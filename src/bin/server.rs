use std::{error::Error, net::SocketAddr, path::PathBuf};

use axum::{
    Router,
    extract::{MatchedPath, Request},
    middleware,
};
use axum_server::Handle;
use clap::Parser;
use rusqlite::Connection;
use tower_http::trace::TraceLayer;
use tracing_subscriber::{EnvFilter, layer::SubscriberExt, util::SubscriberInitExt};

use expense_tracker::{AppState, build_router, graceful_shutdown, logging_middleware};

/// The HTTP server for the expense tracker.
#[derive(Parser, Debug)]
#[command(version, about, long_about = None)]
struct Args {
    /// File path to the application SQLite database. Created if it does not exist.
    #[arg(long, default_value = "tracker.db")]
    db_path: PathBuf,

    /// The port to serve the API from.
    #[arg(short, long, default_value_t = 8080)]
    port: u16,

    /// Directory of static files served for any path that is not an API route.
    #[arg(long, default_value = "public")]
    assets_dir: PathBuf,

    /// Log the (truncated) body of every request and response.
    #[arg(long)]
    log_bodies: bool,
}

#[tokio::main]
async fn main() -> Result<(), Box<dyn Error>> {
    setup_logging();

    let args = Args::parse();

    let addr = SocketAddr::from(([0, 0, 0, 0], args.port));

    let conn = Connection::open(&args.db_path)?;
    let state = AppState::new(conn)?;

    let handle = Handle::new();
    tokio::spawn(graceful_shutdown(handle.clone()));

    let mut router = build_router(state, &args.assets_dir);
    if args.log_bodies {
        router = router.layer(middleware::from_fn(logging_middleware));
    }
    let router = add_tracing_layer(router);

    println!("Server starting on http://localhost:{}", args.port);
    tracing::info!(
        "HTTP server listening on {addr}, serving files from {:?}",
        args.assets_dir
    );
    axum_server::bind(addr)
        .handle(handle)
        .serve(router.into_make_service())
        .await?;

    Ok(())
}

fn setup_logging() {
    tracing_subscriber::registry()
        .with(EnvFilter::try_from_default_env().unwrap_or_else(|_| EnvFilter::new("info")))
        .with(tracing_subscriber::fmt::layer())
        .init();
}

fn add_tracing_layer(router: Router) -> Router {
    let tracing_layer = TraceLayer::new_for_http()
        .make_span_with(|req: &Request| {
            let method = req.method();
            let uri = req.uri();

            let matched_path = req
                .extensions()
                .get::<MatchedPath>()
                .map(|matched_path| matched_path.as_str());

            tracing::debug_span!("request", %method, %uri, matched_path)
        })
        // Errors are logged where they are converted into responses.
        .on_failure(());

    router.layer(tracing_layer)
}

**Task instructions**
Whenever the word "Parser" shows up in a line of the entries, list that line.

**Answer box**
use clap::Parser;
#[derive(Parser, Debug)]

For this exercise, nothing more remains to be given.